**MATERIAL SHOWN**
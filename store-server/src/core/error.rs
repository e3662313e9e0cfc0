use thiserror::Error;

/// 服务器启动/运行期错误
///
/// 请求内的错误走 [`crate::utils::AppError`]；这里只覆盖启动失败
/// (端口被占用、工作目录不可写) 和运行循环的意外退出。
#[derive(Error, Debug)]
pub enum ServerError {
    #[error("I/O 错误: {0}")]
    Io(#[from] std::io::Error),

    #[error("内部服务器错误: {0}")]
    Internal(#[from] anyhow::Error),
}

/// 服务器生命周期的 Result 类型别名
pub type Result<T> = std::result::Result<T, ServerError>;
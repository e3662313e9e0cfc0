//! 审计日志 SurrealDB 存储层
//!
//! Append-only 设计，没有任何删除/更新接口。
//! 两张日志表（`user_audit_log` / `product_audit_log`）按目标实体分流。

use chrono::{DateTime, Utc};
use surrealdb::Surreal;
use surrealdb::engine::local::Db;
use thiserror::Error;

use super::types::{AuditAction, AuditEntry, AuditTarget};
use crate::utils::AppError;

/// 单次查询允许的最大条数
const MAX_QUERY_LIMIT: usize = 200;

/// 存储错误
#[derive(Debug, Error)]
pub enum AuditStorageError {
    #[error("Database error: {0}")]
    Database(String),
}

impl From<surrealdb::Error> for AuditStorageError {
    fn from(err: surrealdb::Error) -> Self {
        AuditStorageError::Database(err.to_string())
    }
}

pub type AuditStorageResult<T> = Result<T, AuditStorageError>;

impl From<AuditStorageError> for AppError {
    fn from(err: AuditStorageError) -> Self {
        AppError::internal(err.to_string())
    }
}

/// SurrealDB 反序列化用（包含 SurrealDB record id）
#[derive(Debug, Clone, serde::Deserialize)]
struct AuditRecord {
    #[allow(dead_code)]
    id: surrealdb::RecordId,
    action: AuditAction,
    performed_by: String,
    target_id: String,
    detail: String,
    created_at: DateTime<Utc>,
}

impl From<AuditRecord> for AuditEntry {
    fn from(r: AuditRecord) -> Self {
        AuditEntry {
            action: r.action,
            performed_by: r.performed_by,
            target_id: r.target_id,
            detail: r.detail,
            created_at: r.created_at,
        }
    }
}

/// 插入用结构（不含 SurrealDB id）
#[derive(Debug, serde::Serialize)]
struct AuditInsert {
    action: AuditAction,
    performed_by: String,
    target_id: String,
    detail: String,
    created_at: DateTime<Utc>,
}

/// 审计日志存储 (SurrealDB)
///
/// 仅提供 `append` 和 `query_recent`，没有 delete/update 接口。
#[derive(Debug, Clone)]
pub struct AuditStorage {
    db: Surreal<Db>,
}

impl AuditStorage {
    pub fn new(db: Surreal<Db>) -> Self {
        Self { db }
    }

    /// 追加一条审计日志，表由 `action.target()` 决定
    pub async fn append(
        &self,
        action: AuditAction,
        performed_by: String,
        target_id: String,
        detail: String,
    ) -> AuditStorageResult<AuditEntry> {
        let created_at = Utc::now();

        let entry = AuditEntry {
            action,
            performed_by: performed_by.clone(),
            target_id: target_id.clone(),
            detail: detail.clone(),
            created_at,
        };

        let insert = AuditInsert {
            action,
            performed_by,
            target_id,
            detail,
            created_at,
        };

        // bind 需要 'static，传 owned
        let sql = format!("CREATE {} CONTENT $data", action.target().table_name());
        let mut res = self.db.query(sql).bind(("data", insert)).await?;
        let _: Vec<AuditRecord> = res.take(0)?;

        Ok(entry)
    }

    /// 查询某张日志表的最近 N 条（倒序）
    pub async fn query_recent(
        &self,
        target: AuditTarget,
        limit: usize,
    ) -> AuditStorageResult<Vec<AuditEntry>> {
        let limit = limit.clamp(1, MAX_QUERY_LIMIT);
        let sql = format!(
            "SELECT * FROM {} ORDER BY created_at DESC LIMIT {}",
            target.table_name(),
            limit
        );

        let mut result = self.db.query(sql).await?;
        let records: Vec<AuditRecord> = result.take(0)?;

        Ok(records.into_iter().map(AuditEntry::from).collect())
    }
}
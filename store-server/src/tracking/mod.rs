//! 骑手位置追踪模块
//!
//! 进程内唯一一份“最新骑手坐标”，三个出口共用：
//!
//! ```text
//! 骑手端 update-location ─→ RiderFeed（最新值覆盖）
//!                              ├─ Socket.IO 广播 "location"（含发送方）
//!                              ├─ GET /api/rider/location（REST 轮询）
//!                              └─ track-order 落盘到订单记录
//! ```
//!
//! 无历史、无按订单隔离：单骑手模型下所有订阅者看同一个坐标。

pub mod feed;
pub mod socket;

pub use feed::{DEFAULT_POSITION, GeoPoint, RiderFeed};
pub use socket::build_layer;
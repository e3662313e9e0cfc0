//! Authentication Routes

mod handler;

use axum::{Router, routing::get, routing::post};

use crate::core::ServerState;

/// Build authentication router
/// - /api/auth/register, /verify-email, /login, /verify-otp: public
///   (listed in the auth middleware's public-route table)
/// - /api/auth/me: protected (global require_auth middleware)
pub fn router() -> Router<ServerState> {
    Router::new()
        .route("/api/auth/register", post(handler::register))
        .route("/api/auth/verify-email", get(handler::verify_email))
        .route("/api/auth/login", post(handler::login))
        .route("/api/auth/verify-otp", post(handler::verify_otp))
        .route("/api/auth/me", get(handler::me))
}
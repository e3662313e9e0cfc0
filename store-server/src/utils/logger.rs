//! Logging Infrastructure
//!
//! Structured logging setup with support for both development and production environments.

use std::path::Path;

use tracing_subscriber::EnvFilter;

/// Initialize the logger
pub fn init_logger() {
    init_logger_with_file(None, None);
}

/// Initialize the logger with optional file output
///
/// `RUST_LOG` overrides `log_level` when set.
pub fn init_logger_with_file(log_level: Option<&str>, log_dir: Option<&str>) {
    let level = log_level.unwrap_or("info");
    let filter = EnvFilter::try_from_default_env().unwrap_or_else(|_| EnvFilter::new(level));

    let subscriber = tracing_subscriber::fmt()
        .with_env_filter(filter)
        .with_file(false)
        .with_line_number(false)
        .with_thread_ids(false)
        .with_target(false);

    // Add file output if log_dir is provided
    if let Some(dir) = log_dir {
        let log_path = Path::new(dir);
        if log_path.exists()
            && let Some(dir_str) = log_path.to_str()
        {
            let file_appender = tracing_appender::rolling::daily(dir_str, "store-server");
            subscriber.with_writer(file_appender).init();
            return;
        }
    }

    subscriber.init();
}
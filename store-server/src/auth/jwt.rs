//! JWT 令牌服务
//!
//! 处理 JWT 令牌的生成、验证和解析。

use std::path::Path;

use chrono::{Duration, Utc};
use jsonwebtoken::errors::ErrorKind;
use jsonwebtoken::{Algorithm, DecodingKey, EncodingKey, Header, Validation, decode, encode};
use ring::rand::{SecureRandom, SystemRandom};
use serde::{Deserialize, Serialize};
use thiserror::Error;

use crate::db::models::UserRole;

/// 密钥文件名 (位于工作目录下)
const SECRET_FILE: &str = "jwt.secret";

/// JWT 配置
#[derive(Debug, Clone, Serialize, Deserialize)]
pub struct JwtConfig {
    /// JWT 密钥 (应至少 32 字节)
    pub secret: String,
    /// 令牌过期时间 (分钟)
    pub expiration_minutes: i64,
    /// 令牌签发者
    pub issuer: String,
    /// 令牌受众
    pub audience: String,
}

impl Default for JwtConfig {
    fn default() -> Self {
        let secret = match std::env::var("JWT_SECRET") {
            Ok(secret) if secret.len() >= 32 => secret,
            Ok(_) => {
                tracing::warn!("JWT_SECRET shorter than 32 characters, generating ephemeral key");
                generate_printable_secret().unwrap_or_else(|_| fallback_secret())
            }
            Err(_) => generate_printable_secret().unwrap_or_else(|_| fallback_secret()),
        };

        Self {
            secret,
            expiration_minutes: std::env::var("JWT_EXPIRATION_MINUTES")
                .ok()
                .and_then(|s| s.parse().ok())
                .unwrap_or(1440), // 默认 24 小时
            issuer: std::env::var("JWT_ISSUER").unwrap_or_else(|_| "store-server".to_string()),
            audience: std::env::var("JWT_AUDIENCE").unwrap_or_else(|_| "store-clients".to_string()),
        }
    }
}

impl JwtConfig {
    /// 从工作目录加载持久化密钥
    ///
    /// 优先级：`JWT_SECRET` 环境变量 > `<work_dir>/jwt.secret` 文件 > 新生成并落盘。
    /// 重启后令牌保持有效（密钥不变）。
    pub fn load_or_generate(work_dir: &Path) -> Result<Self, JwtError> {
        let secret = if let Ok(secret) = std::env::var("JWT_SECRET") {
            if secret.len() < 32 {
                return Err(JwtError::ConfigError(
                    "JWT_SECRET must be at least 32 characters long".to_string(),
                ));
            }
            secret
        } else {
            let path = work_dir.join(SECRET_FILE);
            match std::fs::read_to_string(&path) {
                Ok(stored) if stored.trim().len() >= 32 => stored.trim().to_string(),
                _ => {
                    let secret = generate_printable_secret()?;
                    std::fs::write(&path, &secret).map_err(|e| {
                        JwtError::ConfigError(format!(
                            "Failed to write secret file {}: {}",
                            path.display(),
                            e
                        ))
                    })?;
                    tracing::warn!(path = %path.display(), "Generated new JWT secret");
                    secret
                }
            }
        };

        Ok(Self {
            secret,
            ..Default::default()
        })
    }
}

/// 存储在令牌中的 JWT Claims
#[derive(Debug, Clone, Serialize, Deserialize)]
pub struct Claims {
    /// 用户 ID (Subject)
    pub sub: String,
    /// 显示名
    pub name: String,
    /// 邮箱
    pub email: String,
    /// 角色名称
    pub role: String,
    /// 过期时间戳
    pub exp: i64,
    /// 签发时间戳
    pub iat: i64,
    /// 签发者
    pub iss: String,
    /// 受众
    pub aud: String,
}

/// JWT 错误
#[derive(Error, Debug)]
pub enum JwtError {
    #[error("无效令牌: {0}")]
    InvalidToken(String),

    #[error("令牌已过期")]
    ExpiredToken,

    #[error("无效签名")]
    InvalidSignature,

    #[error("令牌生成失败: {0}")]
    GenerationFailed(String),

    #[error("密钥生成失败: {0}")]
    KeyGenerationFailed(String),

    #[error("配置错误: {0}")]
    ConfigError(String),
}

/// 生成可打印的安全 JWT 密钥 (64 字符)
pub fn generate_printable_secret() -> Result<String, JwtError> {
    let allowed_chars =
        "ABCDEFGHIJKLMNOPQRSTUVWXYZabcdefghijklmnopqrstuvwxyz0123456789!@#$%^&*()-_=+[]{}|;:,.<>?";
    let charset = allowed_chars.as_bytes();

    let rng = SystemRandom::new();
    let mut bytes = [0u8; 64];
    rng.fill(&mut bytes).map_err(|_| {
        JwtError::KeyGenerationFailed("Failed to generate secure random key".to_string())
    })?;

    Ok(bytes
        .iter()
        .map(|b| charset[(*b as usize) % charset.len()] as char)
        .collect())
}

fn fallback_secret() -> String {
    tracing::error!("Secure random unavailable, using process-local fallback key");
    format!("store-server-ephemeral-{}", std::process::id())
}

/// JWT 令牌服务
#[derive(Debug, Clone)]
pub struct JwtService {
    pub config: JwtConfig,
    encoding_key: EncodingKey,
    decoding_key: DecodingKey,
}

impl JwtService {
    /// 使用默认配置创建新的 JWT 服务
    pub fn new() -> Self {
        Self::with_config(JwtConfig::default())
    }

    /// 使用指定配置创建新的 JWT 服务
    pub fn with_config(config: JwtConfig) -> Self {
        let encoding_key = EncodingKey::from_secret(config.secret.as_bytes());
        let decoding_key = DecodingKey::from_secret(config.secret.as_bytes());

        Self {
            config,
            encoding_key,
            decoding_key,
        }
    }

    /// 为用户生成新令牌
    pub fn generate_token(
        &self,
        user_id: &str,
        name: &str,
        email: &str,
        role: UserRole,
    ) -> Result<String, JwtError> {
        let now = Utc::now();
        let expiration = now + Duration::minutes(self.config.expiration_minutes);

        let claims = Claims {
            sub: user_id.to_string(),
            name: name.to_string(),
            email: email.to_string(),
            role: role.as_str().to_string(),
            exp: expiration.timestamp(),
            iat: now.timestamp(),
            iss: self.config.issuer.clone(),
            aud: self.config.audience.clone(),
        };

        encode(&Header::default(), &claims, &self.encoding_key)
            .map_err(|e| JwtError::GenerationFailed(e.to_string()))
    }

    /// 验证并解码令牌
    pub fn validate_token(&self, token: &str) -> Result<Claims, JwtError> {
        let mut validation = Validation::new(Algorithm::HS256);
        validation.set_audience(&[&self.config.audience]);
        validation.set_issuer(&[&self.config.issuer]);
        validation.set_required_spec_claims(&["sub", "exp", "iat", "iss", "aud"]);

        let token_data = decode::<Claims>(token, &self.decoding_key, &validation).map_err(|e| {
            match e.kind() {
                ErrorKind::ExpiredSignature => JwtError::ExpiredToken,
                ErrorKind::InvalidSignature => JwtError::InvalidSignature,
                ErrorKind::InvalidToken => JwtError::InvalidToken(e.to_string()),
                _ => JwtError::InvalidToken(format!("Token validation failed: {}", e)),
            }
        })?;

        Ok(token_data.claims)
    }

    /// 从 Authorization 头提取令牌
    pub fn extract_from_header(header: &str) -> Option<&str> {
        header.strip_prefix("Bearer ")
    }
}

impl Default for JwtService {
    fn default() -> Self {
        Self::new()
    }
}

/// 当前用户上下文 (从 JWT Claims 解析)
///
/// 由认证中间件创建，注入到请求扩展，处理函数直接以提取器获取。
#[derive(Debug, Clone)]
pub struct CurrentUser {
    /// 用户 ID
    pub id: String,
    /// 显示名
    pub name: String,
    /// 邮箱
    pub email: String,
    /// 角色
    pub role: UserRole,
}

impl TryFrom<Claims> for CurrentUser {
    type Error = String;

    fn try_from(claims: Claims) -> Result<Self, Self::Error> {
        let role = UserRole::parse(&claims.role)
            .ok_or_else(|| format!("unknown role '{}'", claims.role))?;

        Ok(Self {
            id: claims.sub,
            name: claims.name,
            email: claims.email,
            role,
        })
    }
}

impl CurrentUser {
    /// 是否管理员
    pub fn is_admin(&self) -> bool {
        self.role == UserRole::Admin
    }

    /// 是否骑手
    pub fn is_rider(&self) -> bool {
        self.role == UserRole::Rider
    }

    /// 是否员工 (管理员或骑手)
    pub fn is_staff(&self) -> bool {
        self.is_admin() || self.is_rider()
    }
}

**PROBLEM DETAILS**
Filter the records above for lines containing the word "KeyGenerationFailed", and copy those lines.

**RESPONSE BOX**
    KeyGenerationFailed(String),
        JwtError::KeyGenerationFailed("Failed to generate secure random key".to_string())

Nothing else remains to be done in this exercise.